I Can’t Remember Anything, But Boy Am I Sore…

A night to remember. Lollipop Magazine, Daddy Long Legs and some extremely heavy drinking equals a very groovy time!

by Daddy Long Legs

Let’s start on the right foot. In the beginning there was Lollipop, somewhere in the middle of that nonsense, there was a Lollipop party, and in the end, there was me, passed out on the roof of the Lollipop building, unable to remember most of the night, except for drinking a lot of free beer (what other kind is there?) and hooking up with a gaggle of… well it may have been the sofa, but who cares? What do I remember of the long strange trip? Let me see, (blurry dream sequence) I remember most of the night before. We (The Bloodhound Gang) were playing at The Rat. I recall seeing two things – this hot chick in blue corduroy pants and this crazed guy right up front. He was a monster, a regular mad man, holding more than his own in a mosh pit the size of… well there were at least 4 or 5 other people besides him, (a small angry mob). The nut was none other than Lollipop‘s own Associate Editor, Lex Marburger. After the show, he managed to make his way through hundreds of adoring fans (2 or 3 actually), to personally invite us to a Lollipop drink-fest-O’-rama.

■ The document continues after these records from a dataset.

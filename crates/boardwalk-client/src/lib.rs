//! Client for pairing with and controlling a home-automation bridge.
//!
//! The bridge speaks CRLF-terminated JSON frames over TLS, on two
//! connection profiles:
//! - the pairing profile, reached with pre-provisioned bootstrap trust,
//!   which turns a physical button press on the bridge into issued
//!   credentials;
//! - the session profile, authenticated with those credentials, for
//!   ordinary read/execute requests.
//!
//! Every request flows through a per-connection dispatcher that correlates
//! responses by client tag, so concurrent callers never consume each
//! other's frames. Wire shapes live in `boardwalk-proto`.

pub mod config;
pub mod conn;
mod csr;
pub mod error;
pub mod pairing;
pub mod session;
mod tls;
mod trace;
pub mod trust;

pub use config::ClientConfig;
pub use conn::Connection;
pub use error::ClientError;
pub use pairing::PairingClient;
pub use session::SessionClient;
pub use trust::{BootstrapTrust, TrustBundle};
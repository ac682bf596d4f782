use std::time::Duration;

use serde::{Deserialize, Serialize};
use serde_json::{Map, Value};

/// Semantic intent of a request. Carried in the header; has no effect on
/// framing.
#[derive(Debug, Clone, Copy, PartialEq, Eq, Serialize, Deserialize)]
pub enum RequestKind {
    Read,
    Execute,
    Subscribe,
}

/// Optional top-level communiqué marker some endpoints expect alongside the
/// header kind.
#[derive(Debug, Clone, Copy, PartialEq, Eq, Serialize, Deserialize)]
pub enum CommuniqueKind {
    CreateRequest,
    ReadRequest,
    SubscribeRequest,
}

#[derive(Debug, Clone, PartialEq, Serialize, Deserialize)]
#[serde(rename_all = "PascalCase")]
pub struct RequestHeader {
    #[serde(rename = "RequestType")]
    pub request_kind: RequestKind,
    pub url: String,
    /// Correlation tag: generated by the client per send and echoed verbatim
    /// by the matching response.
    #[serde(skip_serializing_if = "Option::is_none")]
    pub client_tag: Option<String>,
}

#[derive(Debug, Clone, PartialEq, Serialize, Deserialize)]
#[serde(rename_all = "PascalCase")]
pub struct Request {
    pub header: RequestHeader,
    #[serde(rename = "CommuniqueType", skip_serializing_if = "Option::is_none")]
    pub communique_kind: Option<CommuniqueKind>,
    #[serde(skip_serializing_if = "Option::is_none")]
    pub body: Option<Body>,
}

impl Request {
    /// A Read request for `url`.
    pub fn read(url: impl Into<String>) -> Self {
        Self::new(RequestKind::Read, url)
    }

    /// An Execute request for `url`.
    pub fn execute(url: impl Into<String>) -> Self {
        Self::new(RequestKind::Execute, url)
    }

    /// A Subscribe request for `url`.
    pub fn subscribe(url: impl Into<String>) -> Self {
        Self::new(RequestKind::Subscribe, url)
    }

    fn new(kind: RequestKind, url: impl Into<String>) -> Self {
        Self {
            header: RequestHeader {
                request_kind: kind,
                url: url.into(),
                client_tag: None,
            },
            communique_kind: None,
            body: None,
        }
    }

    pub fn with_communique(mut self, kind: CommuniqueKind) -> Self {
        self.communique_kind = Some(kind);
        self
    }

    pub fn with_body(mut self, body: Body) -> Self {
        self.body = Some(body);
        self
    }
}

/// Command catalog shared by both body shapes.
#[derive(Debug, Clone, Copy, PartialEq, Eq, Serialize, Deserialize)]
pub enum CommandKind {
    #[serde(rename = "CSR")]
    Csr,
    GoToDimmedLevel,
    GoToFanSpeed,
    GoToLevel,
    PressAndRelease,
}

/// Structural superset of the two request body shapes: the pre-auth generic
/// form (`command_kind` + `parameters`) and the post-auth command form
/// (`command`). Unset fields are absent from the serialized object.
#[derive(Debug, Clone, PartialEq, Serialize, Deserialize)]
#[serde(rename_all = "PascalCase")]
pub struct Body {
    #[serde(skip_serializing_if = "Option::is_none")]
    pub command: Option<Command>,
    #[serde(rename = "CommandType", skip_serializing_if = "Option::is_none")]
    pub command_kind: Option<CommandKind>,
    #[serde(skip_serializing_if = "Option::is_none")]
    pub parameters: Option<Map<String, Value>>,
}

impl Body {
    /// The post-authentication shape: a typed device command.
    pub fn command(command: Command) -> Self {
        Self {
            command: Some(command),
            command_kind: None,
            parameters: None,
        }
    }

    /// The pre-authentication shape: a command kind plus a free-form
    /// parameter map.
    pub fn parameters(kind: CommandKind, parameters: Map<String, Value>) -> Self {
        Self {
            command: None,
            command_kind: Some(kind),
            parameters: Some(parameters),
        }
    }
}

#[derive(Debug, Clone, PartialEq, Serialize, Deserialize)]
#[serde(rename_all = "PascalCase")]
pub struct Command {
    #[serde(rename = "CommandType")]
    pub command_kind: CommandKind,
    #[serde(
        rename = "DimmedLevelParameters",
        skip_serializing_if = "Option::is_none"
    )]
    pub dimmed_level: Option<DimmedLevelParameters>,
    #[serde(rename = "FanSpeedParameters", skip_serializing_if = "Option::is_none")]
    pub fan_speed: Option<FanSpeedParameters>,
    #[serde(skip_serializing_if = "Option::is_none")]
    pub parameter: Option<Vec<Parameter>>,
}

impl Command {
    fn bare(kind: CommandKind) -> Self {
        Self {
            command_kind: kind,
            dimmed_level: None,
            fan_speed: None,
            parameter: None,
        }
    }

    /// Jump a zone straight to `level`.
    pub fn go_to_level(level: i64) -> Self {
        let mut command = Self::bare(CommandKind::GoToLevel);
        command.parameter = Some(vec![Parameter {
            kind: "Level".into(),
            value: level,
        }]);
        command
    }

    /// Fade a zone to `level` over `fade`.
    pub fn go_to_dimmed_level(level: i64, fade: Duration) -> Self {
        let mut command = Self::bare(CommandKind::GoToDimmedLevel);
        command.dimmed_level = Some(DimmedLevelParameters {
            level,
            fade_time: format_fade_time(fade),
        });
        command
    }

    /// Set a fan zone to the named speed.
    pub fn go_to_fan_speed(speed: impl Into<String>) -> Self {
        let mut command = Self::bare(CommandKind::GoToFanSpeed);
        command.fan_speed = Some(FanSpeedParameters {
            fan_speed: speed.into(),
        });
        command
    }

    /// Tap a virtual button.
    pub fn press_and_release() -> Self {
        Self::bare(CommandKind::PressAndRelease)
    }
}

#[derive(Debug, Clone, PartialEq, Serialize, Deserialize)]
#[serde(rename_all = "PascalCase")]
pub struct DimmedLevelParameters {
    pub level: i64,
    pub fade_time: String,
}

#[derive(Debug, Clone, PartialEq, Serialize, Deserialize)]
#[serde(rename_all = "PascalCase")]
pub struct FanSpeedParameters {
    pub fan_speed: String,
}

#[derive(Debug, Clone, PartialEq, Serialize, Deserialize)]
#[serde(rename_all = "PascalCase")]
pub struct Parameter {
    #[serde(rename = "Parameter")]
    pub kind: String,
    pub value: i64,
}

/// Render a duration in the `hh:mm:ss` form the bridge expects for fades.
pub fn format_fade_time(duration: Duration) -> String {
    let total = duration.as_secs();
    format!("{:02}:{:02}:{:02}", total / 3600, (total / 60) % 60, total % 60)
}

#[cfg(test)]
mod tests {
    use super::*;
    use serde_json::json;

    #[test]
    fn read_request_omits_unset_sections() {
        let request = Request::read("/system/macaddress");
        let wire = serde_json::to_value(&request).expect("serialize");
        assert_eq!(
            wire,
            json!({
                "Header": {
                    "RequestType": "Read",
                    "Url": "/system/macaddress",
                }
            })
        );
    }

    #[test]
    fn execute_request_serializes_generic_body() {
        let mut parameters = Map::new();
        parameters.insert("Role".into(), Value::String("Admin".into()));
        let mut request =
            Request::execute("/pair").with_body(Body::parameters(CommandKind::Csr, parameters));
        request.header.client_tag = Some("tag-1".into());

        let wire = serde_json::to_value(&request).expect("serialize");
        assert_eq!(
            wire,
            json!({
                "Header": {
                    "RequestType": "Execute",
                    "Url": "/pair",
                    "ClientTag": "tag-1",
                },
                "Body": {
                    "CommandType": "CSR",
                    "Parameters": {"Role": "Admin"},
                }
            })
        );
    }

    #[test]
    fn ping_request_carries_communique_kind() {
        let request = Request::read("/server/status/ping").with_communique(CommuniqueKind::ReadRequest);
        let wire = serde_json::to_value(&request).expect("serialize");
        assert_eq!(wire["CommuniqueType"], "ReadRequest");
    }

    #[test]
    fn command_constructors_match_wire_shapes() {
        let wire = serde_json::to_value(Body::command(Command::go_to_level(42))).expect("serialize");
        assert_eq!(
            wire,
            json!({
                "Command": {
                    "CommandType": "GoToLevel",
                    "Parameter": [{"Parameter": "Level", "Value": 42}],
                }
            })
        );

        let wire = serde_json::to_value(Command::go_to_dimmed_level(30, Duration::from_secs(90)))
            .expect("serialize");
        assert_eq!(
            wire,
            json!({
                "CommandType": "GoToDimmedLevel",
                "DimmedLevelParameters": {"Level": 30, "FadeTime": "00:01:30"},
            })
        );

        let wire = serde_json::to_value(Command::go_to_fan_speed("Medium")).expect("serialize");
        assert_eq!(wire["FanSpeedParameters"]["FanSpeed"], "Medium");

        let wire = serde_json::to_value(Command::press_and_release()).expect("serialize");
        assert_eq!(wire, json!({"CommandType": "PressAndRelease"}));
    }

    #[test]
    fn fade_time_formats_as_hms() {
        assert_eq!(format_fade_time(Duration::from_secs(0)), "00:00:00");
        assert_eq!(format_fade_time(Duration::from_secs(59)), "00:00:59");
        assert_eq!(format_fade_time(Duration::from_secs(61)), "00:01:01");
        assert_eq!(format_fade_time(Duration::from_secs(3_725)), "01:02:05");
    }
}
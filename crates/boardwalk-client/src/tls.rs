use std::io;
use std::time::Duration;

use native_tls::{Certificate, Identity, TlsConnector};
use tokio::net::TcpStream;
use tokio::time::timeout;
use tokio_native_tls::TlsStream;

use crate::error::ClientError;

/// Dial `host:port` and complete a TLS handshake with the supplied client
/// identity, trust anchored solely to the provided root.
///
/// Hostname verification is disabled: bridge server certificates are not
/// issued for a specific hostname. Chain validation against the pinned root
/// still applies.
pub(crate) async fn connect(
    host: &str,
    port: u16,
    cert_pem: &[u8],
    key_pem: &[u8],
    root_pem: &[u8],
    deadline: Duration,
) -> Result<TlsStream<TcpStream>, ClientError> {
    let identity = Identity::from_pkcs8(cert_pem, key_pem)
        .map_err(|err| ClientError::TrustMaterial(format!("client identity: {err}")))?;
    let root = Certificate::from_pem(root_pem)
        .map_err(|err| ClientError::TrustMaterial(format!("root certificate: {err}")))?;

    let connector = TlsConnector::builder()
        .identity(identity)
        .add_root_certificate(root)
        .danger_accept_invalid_hostnames(true)
        .build()
        .map_err(ClientError::Tls)?;
    let connector = tokio_native_tls::TlsConnector::from(connector);

    let tcp = timeout(deadline, TcpStream::connect((host, port)))
        .await
        .map_err(|_| {
            ClientError::Connect(io::Error::new(
                io::ErrorKind::TimedOut,
                "connect deadline elapsed",
            ))
        })?
        .map_err(ClientError::Connect)?;

    timeout(deadline, connector.connect(host, tcp))
        .await
        .map_err(|_| {
            ClientError::Connect(io::Error::new(
                io::ErrorKind::TimedOut,
                "tls handshake deadline elapsed",
            ))
        })?
        .map_err(ClientError::Tls)
}

#[cfg(test)]
mod tests {
    use super::*;

    #[tokio::test]
    async fn garbage_pem_is_a_trust_material_error() {
        let err = connect(
            "127.0.0.1",
            1,
            b"not a certificate",
            b"not a key",
            b"not a root",
            Duration::from_millis(100),
        )
        .await
        .expect_err("must fail");
        assert!(matches!(err, ClientError::TrustMaterial(_)), "got {err:?}");
    }
}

I was broke, stranded in Boston with nothing else to do, other than going down to Harvard Square and trying to sell myself as a sex slave, so I thought it would be an ideal way to end a bad couple of tour dates and kill off some more pesky brain cells. Besides, there was going to be free beer! A day later and a few subway stops away, I found myself lost in Davis Square. (Oh no! I’ve given away the secret location of the Lollipop fortress of) After choking down some Chinese food, I finally tripped over it. Woohaaa!!! I walked in the office door and found a room that was, well, loud, smoky and smelling of a wacky smell. Kids, I have no idea what that smell could have been. (Rhymes with snot) Present were an assortment of people, most of whom seemed as uninterested in me as I was in them, and then, my eyes set upon the holiest of sights, the keg! Pushing my way through the mass like a steroid-induced quarterback for the Dallas Cowboys (jock reference), I lunged toward my goal as if it were a matter of life and death. I managed to get myself a seat near my shinny little beer pumping pal. All night we talked, I babbled gibberish to him (all beer kegs are male) and my pot bellied pal answered by spitting cherished golden brown liquid into my cup. (No, I’m not a alcoholic.)

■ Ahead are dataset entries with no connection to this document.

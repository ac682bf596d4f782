use bytes::{Buf, BytesMut};
use serde::de::DeserializeOwned;
use serde::Serialize;
use thiserror::Error;

/// Two-byte terminator appended to every outbound frame. Inbound frames are
/// delimited by JSON value boundaries alone; the terminator is tolerated as
/// interstitial whitespace.
pub const FRAME_TERMINATOR: &[u8] = b"\r\n";

#[derive(Debug, Error)]
pub enum FrameError {
    #[error("error encoding frame json: {0}")]
    Encode(#[source] serde_json::Error),
    #[error("error decoding frame json: {0}")]
    Decode(#[source] serde_json::Error),
}

/// Serialize one value as a wire frame: compact JSON plus `\r\n`.
pub fn encode_frame<T: Serialize>(value: &T) -> Result<Vec<u8>, FrameError> {
    let mut frame = serde_json::to_vec(value).map_err(FrameError::Encode)?;
    frame.extend_from_slice(FRAME_TERMINATOR);
    Ok(frame)
}

/// Accumulates raw transport bytes and yields exactly one JSON value per
/// call, leaving the cursor immediately after it. Frames may arrive
/// back-to-back or split at arbitrary byte boundaries.
#[derive(Debug, Default)]
pub struct FrameBuffer {
    buf: BytesMut,
}

impl FrameBuffer {
    pub fn new() -> Self {
        Self::default()
    }

    /// Feed bytes read from the transport.
    pub fn extend(&mut self, bytes: &[u8]) {
        self.buf.extend_from_slice(bytes);
    }

    /// Decode the next complete frame, if the buffer holds one.
    ///
    /// `Ok(None)` means more bytes are needed. A malformed frame is an
    /// immediate error, never skipped: misaligned framing poisons every
    /// frame behind it.
    pub fn next_frame<T: DeserializeOwned>(&mut self) -> Result<Option<T>, FrameError> {
        while let Some(&byte) = self.buf.first() {
            if byte == b'\r' || byte == b'\n' || byte == b' ' || byte == b'\t' {
                self.buf.advance(1);
            } else {
                break;
            }
        }
        if self.buf.is_empty() {
            return Ok(None);
        }

        let mut stream = serde_json::Deserializer::from_slice(&self.buf[..]).into_iter::<T>();
        let item = stream.next();
        let consumed = stream.byte_offset();
        drop(stream);

        match item {
            Some(Ok(value)) => {
                self.buf.advance(consumed);
                Ok(Some(value))
            }
            Some(Err(err)) if err.is_eof() => Ok(None),
            Some(Err(err)) => Err(FrameError::Decode(err)),
            None => Ok(None),
        }
    }
}

#[cfg(test)]
mod tests {
    use super::*;
    use serde_json::{json, Value};

    #[test]
    fn encode_appends_crlf() {
        let frame = encode_frame(&json!({"a": 1})).expect("encode");
        assert!(frame.ends_with(b"\r\n"));
        let value: Value = serde_json::from_slice(&frame[..frame.len() - 2]).expect("roundtrip");
        assert_eq!(value, json!({"a": 1}));
    }

    #[test]
    fn decodes_back_to_back_frames_one_per_call() {
        let mut frames = FrameBuffer::new();
        frames.extend(b"{\"n\":1}\r\n{\"n\":2}\r\n{\"n\":3}");

        for expected in 1..=3 {
            let value: Value = frames
                .next_frame()
                .expect("decode")
                .expect("complete frame");
            assert_eq!(value["n"], expected);
        }
        assert!(frames.next_frame::<Value>().expect("decode").is_none());
    }

    #[test]
    fn partial_frames_wait_for_more_bytes() {
        let wire = b"{\"key\":\"value\"}\r\n";
        let mut frames = FrameBuffer::new();
        // Everything up to, but not including, the closing brace.
        frames.extend(&wire[..14]);
        assert!(frames.next_frame::<Value>().expect("decode").is_none());
        frames.extend(&wire[14..]);
        let value: Value = frames.next_frame().expect("decode").expect("frame");
        assert_eq!(value["key"], "value");
    }

    #[test]
    fn byte_at_a_time_delivery_never_errors() {
        let wire = b"{\"n\":1}\r\n{\"n\":2}\r\n";
        let mut frames = FrameBuffer::new();
        let mut seen = Vec::new();
        for byte in wire.iter() {
            frames.extend(std::slice::from_ref(byte));
            while let Some(value) = frames.next_frame::<Value>().expect("decode") {
                seen.push(value["n"].as_i64().expect("n"));
            }
        }
        assert_eq!(seen, [1, 2]);
    }

    #[test]
    fn malformed_bytes_error_immediately() {
        let mut frames = FrameBuffer::new();
        frames.extend(b"not json\r\n");
        assert!(matches!(
            frames.next_frame::<Value>(),
            Err(FrameError::Decode(_))
        ));
    }

    #[test]
    fn leading_terminators_are_skipped() {
        let mut frames = FrameBuffer::new();
        frames.extend(b"\r\n\r\n{\"ok\":true}\r\n");
        let value: Value = frames.next_frame().expect("decode").expect("frame");
        assert_eq!(value["ok"], true);
        assert!(frames.next_frame::<Value>().expect("decode").is_none());
    }
}
//! CLI commands for the ledger
//!
//! Implements all command handlers for the CLI interface. Mutating commands
//! authenticate the caller with a private key; the derived address is the
//! identity the ledger sees.

use crate::crypto::KeyPair;
use crate::storage::{Storage, StorageConfig};
use crate::token::{
    Address, Amount, EventLog, GenesisConfig, LedgerEvent, LogSink, Tee, TokenError, TokenLedger,
};
use std::path::{Path, PathBuf};

/// Result type for CLI operations
pub type CliResult<T> = Result<T, Box<dyn std::error::Error>>;

/// Ledger whose events are both recorded and written to the log
pub type CliLedger = TokenLedger<Tee<EventLog, LogSink>>;

fn with_event_logging(ledger: TokenLedger<EventLog>) -> CliLedger {
    ledger.map_sink(|events| Tee(events, LogSink))
}

/// Application state
pub struct AppState {
    pub ledger: CliLedger,
    pub storage: Storage,
    pub data_dir: PathBuf,
}

impl AppState {
    /// Load the ledger from the data directory
    pub fn new(data_dir: PathBuf) -> CliResult<Self> {
        let storage = open_storage(&data_dir)?;

        if !storage.exists() {
            return Err(format!(
                "No ledger found in {:?}. Create one with: ledger init",
                data_dir
            )
            .into());
        }

        let ledger = with_event_logging(storage.load()?);

        Ok(Self {
            ledger,
            storage,
            data_dir,
        })
    }

    /// Save the current state
    pub fn save(&self) -> CliResult<()> {
        self.storage.save(&self.ledger)?;
        Ok(())
    }

    /// Persist after a successful operation, report a rejected one
    fn commit(&self, operation: &str, result: Result<(), TokenError>) -> CliResult<()> {
        match result {
            Ok(()) => {
                self.save()?;
                Ok(())
            }
            Err(e) => {
                log::warn!("{} rejected: {}", operation, e);
                println!("❌ {} rejected: {}", operation, e);
                Err(e.into())
            }
        }
    }
}

fn open_storage(data_dir: &Path) -> CliResult<Storage> {
    let storage_config = StorageConfig {
        data_dir: data_dir.to_path_buf(),
        ..Default::default()
    };
    Ok(Storage::new(storage_config)?)
}

/// Authenticate the caller from a hex private key
pub fn caller_from_key(private_key_hex: &str) -> CliResult<Address> {
    let key_pair = KeyPair::from_private_key_hex(private_key_hex)?;
    Ok(key_pair.address())
}

/// Initialize a new ledger
pub fn cmd_init(data_dir: &Path, genesis: &GenesisConfig, force: bool) -> CliResult<()> {
    let storage = open_storage(data_dir)?;

    if storage.exists() && !force {
        println!("⚠️  Ledger already exists at {:?}", data_dir);
        println!("   Use --force to reinitialize (this will delete existing data)");
        return Ok(());
    }

    let ledger = genesis.build(Tee(EventLog::new(), LogSink));
    storage.save(&ledger)?;

    println!("✅ Ledger initialized!");
    println!("   📁 Data directory: {:?}", data_dir);
    println!("   🪙 Token: {} ({})", ledger.name(), ledger.symbol());
    println!("   🔢 Decimals: {}", ledger.decimals());
    println!("   💰 Total supply: {}", ledger.total_supply());
    println!("   📍 Recipient: {}", genesis.recipient);

    Ok(())
}

/// Generate a new account key
pub fn cmd_account_new() -> CliResult<()> {
    let key_pair = KeyPair::generate();

    println!("🔐 New account created!");
    println!("   📍 Address: {}", key_pair.address());
    println!("   🔑 Private key: {}", key_pair.private_key_hex());
    println!("\n   ⚠️  IMPORTANT: The private key is not stored anywhere.");
    println!("   Keep it safe; it is the only way to act as this account.");

    Ok(())
}

/// Display ledger info
pub fn cmd_info(state: &AppState) -> CliResult<()> {
    let ledger = &state.ledger;
    let report = ledger.supply_report();
    let stats = state.storage.stats()?;

    println!("🪙 Token Info");
    println!("   ├─ Name: {}", ledger.name());
    println!("   ├─ Symbol: {}", ledger.symbol());
    println!("   ├─ Decimals: {}", ledger.decimals());
    println!("   ├─ Total supply: {}", report.total_supply);
    println!("   ├─ Holders: {}", ledger.holder_count());
    println!("   ├─ Sum of balances: {}", report.balance_sum);
    println!("   ├─ Outstanding allowances: {}", report.allowance_sum);
    println!("   ├─ Events recorded: {}", ledger.sink().0.total_recorded());
    println!("   ├─ Created: {}", ledger.metadata().created_at.format("%Y-%m-%d %H:%M:%S"));
    println!("   └─ Storage: {} bytes, {} backups", stats.file_size, stats.backup_count);

    if !report.reconciles {
        println!("\n   ⚠️  Balances do not add up to the total supply");
    }

    Ok(())
}

/// Show an account balance
pub fn cmd_balance(state: &AppState, address: &Address) -> CliResult<()> {
    let balance = state.ledger.balance_of(address);
    println!("💰 Balance for {}", address);
    println!("   {} {}", balance, state.ledger.symbol());
    Ok(())
}

/// Show an allowance
pub fn cmd_allowance(state: &AppState, owner: &Address, spender: &Address) -> CliResult<()> {
    let allowance = state.ledger.allowance(owner, spender);
    println!("🤝 Allowance");
    println!("   ├─ Owner: {}", owner);
    println!("   ├─ Spender: {}", spender);
    println!("   └─ Amount: {} {}", allowance, state.ledger.symbol());
    Ok(())
}

/// List holders by balance
pub fn cmd_holders(state: &AppState, count: usize) -> CliResult<()> {
    let holders = state.ledger.holders();

    if holders.is_empty() {
        println!("📭 No holders");
        return Ok(());
    }

    println!("📋 Holders ({}):", holders.len());
    for (address, balance) in holders.iter().take(count) {
        println!("   {} - {}", address, balance);
    }
    if holders.len() > count {
        println!("   ... and {} more", holders.len() - count);
    }

    Ok(())
}

/// Transfer tokens from the caller
pub fn cmd_transfer(state: &mut AppState, key: &str, to: &Address, amount: Amount) -> CliResult<()> {
    let caller = caller_from_key(key)?;
    let result = state.ledger.transfer(&caller, to, amount);
    state.commit("Transfer", result)?;

    println!("📤 Transfer complete");
    println!("   From: {}", caller);
    println!("   To: {}", to);
    println!("   Amount: {}", amount);
    println!("   New balance: {}", state.ledger.balance_of(&caller));
    Ok(())
}

/// Set an allowance
pub fn cmd_approve(state: &mut AppState, key: &str, spender: &Address, amount: Amount) -> CliResult<()> {
    let caller = caller_from_key(key)?;
    let result = state.ledger.approve(&caller, spender, amount);
    state.commit("Approve", result)?;

    println!("✅ Allowance for {} set to {}", spender, amount);
    Ok(())
}

/// Delegated transfer
pub fn cmd_transfer_from(
    state: &mut AppState,
    key: &str,
    sender: &Address,
    to: &Address,
    amount: Amount,
) -> CliResult<()> {
    let caller = caller_from_key(key)?;
    let result = state.ledger.transfer_from(&caller, sender, to, amount);
    state.commit("Transfer-from", result)?;

    println!("📤 Transfer-from applied");
    println!("   Allowance {} -> {}: {}", sender, to, state.ledger.allowance(sender, to));
    Ok(())
}

/// Raise an allowance
pub fn cmd_increase_allowance(
    state: &mut AppState,
    key: &str,
    spender: &Address,
    amount: Amount,
) -> CliResult<()> {
    let caller = caller_from_key(key)?;
    let result = state.ledger.increase_allowance(&caller, spender, amount);
    state.commit("Increase allowance", result)?;

    println!("✅ Allowance for {} is now {}", spender, state.ledger.allowance(&caller, spender));
    println!("   Balance: {}", state.ledger.balance_of(&caller));
    Ok(())
}

/// Lower an allowance
pub fn cmd_decrease_allowance(
    state: &mut AppState,
    key: &str,
    spender: &Address,
    amount: Amount,
) -> CliResult<()> {
    let caller = caller_from_key(key)?;
    let result = state.ledger.decrease_allowance(&caller, spender, amount);
    state.commit("Decrease allowance", result)?;

    println!("✅ Allowance for {} is now {}", spender, state.ledger.allowance(&caller, spender));
    println!("   Balance: {}", state.ledger.balance_of(&caller));
    Ok(())
}

/// Show recent events, or the recorded transfers of one account
pub fn cmd_events(state: &AppState, count: usize, address: Option<&Address>) -> CliResult<()> {
    let log = &state.ledger.sink().0;

    if let Some(address) = address {
        let transfers = log.transfers_for(address);
        if transfers.is_empty() {
            println!("📭 No recorded transfers for {}", address);
            return Ok(());
        }

        let skip = transfers.len().saturating_sub(count);
        println!("📜 Recorded transfers for {}:", address);
        for t in transfers.iter().skip(skip) {
            let direction = if t.from == *address { "out" } else { "in " };
            println!("   {} | {} -> {} : {}", direction, t.from, t.to, t.amount);
        }
        return Ok(());
    }

    let events = log.recent(count);

    if events.is_empty() {
        println!("📭 No events recorded");
        return Ok(());
    }

    println!("📜 Recent events:");
    for record in events {
        let when = record.recorded_at.format("%Y-%m-%d %H:%M:%S");
        match &record.event {
            LedgerEvent::Transfer(t) => println!(
                "   #{} | {} | Transfer {} -> {} : {}",
                record.sequence, when, t.from, t.to, t.amount
            ),
            LedgerEvent::Approval(a) => println!(
                "   #{} | {} | Approval {} allows {} : {}",
                record.sequence, when, a.owner, a.spender, a.amount
            ),
        }
    }

    Ok(())
}

/// Export ledger to file
pub fn cmd_export(state: &AppState, path: &Path) -> CliResult<()> {
    crate::storage::save_to_file(&state.ledger, path)?;
    println!("📦 Ledger exported to {:?}", path);
    Ok(())
}

/// Import ledger from file
pub fn cmd_import(state: &mut AppState, path: &Path) -> CliResult<()> {
    let ledger = crate::storage::load_from_file(path)?;

    if !ledger.supply_report().reconciles {
        log::warn!("Imported ledger balances do not add up to its total supply");
    }

    state.ledger = with_event_logging(ledger);
    state.save()?;

    println!("📥 Ledger imported from {:?}", path);
    println!("   Token: {} ({})", state.ledger.name(), state.ledger.symbol());

    Ok(())
}

/// Replace the current ledger with one of its backups
pub fn cmd_restore(state: &mut AppState, backup: usize) -> CliResult<()> {
    let available = state.storage.list_backups();
    if available.is_empty() {
        println!("📭 No backups found in {:?}", state.data_dir);
        return Ok(());
    }

    let ledger = state.storage.restore_backup(backup)?;
    state.ledger = with_event_logging(ledger);
    state.save()?;

    println!("♻️  Ledger restored from backup {}", backup);
    println!("   Events recorded: {}", state.ledger.sink().0.total_recorded());

    Ok(())
}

After a few dozen beers and a couple shots, I was ready to hunt me down some booty. Instead, I found myself setting things ablaze with an equally drunk Scott Hefflon (Editor/ Publisher) and new found friend/love slave, Lex Marburger. Using promotional matchbooks and non dairy creamer, we planned Boston’s first Towering Inferno. (fire+drunk=bad) Next, I witnessed a demented Mexican hat dance performed atop Lollipop‘s office furniture – bottles flying, a kicked keg and more liquid on the floor than in my belly, it was time to head home. It was a night to cherish, I just wish I could remember more… Thanks for the spanking.

Habba Da Gagie.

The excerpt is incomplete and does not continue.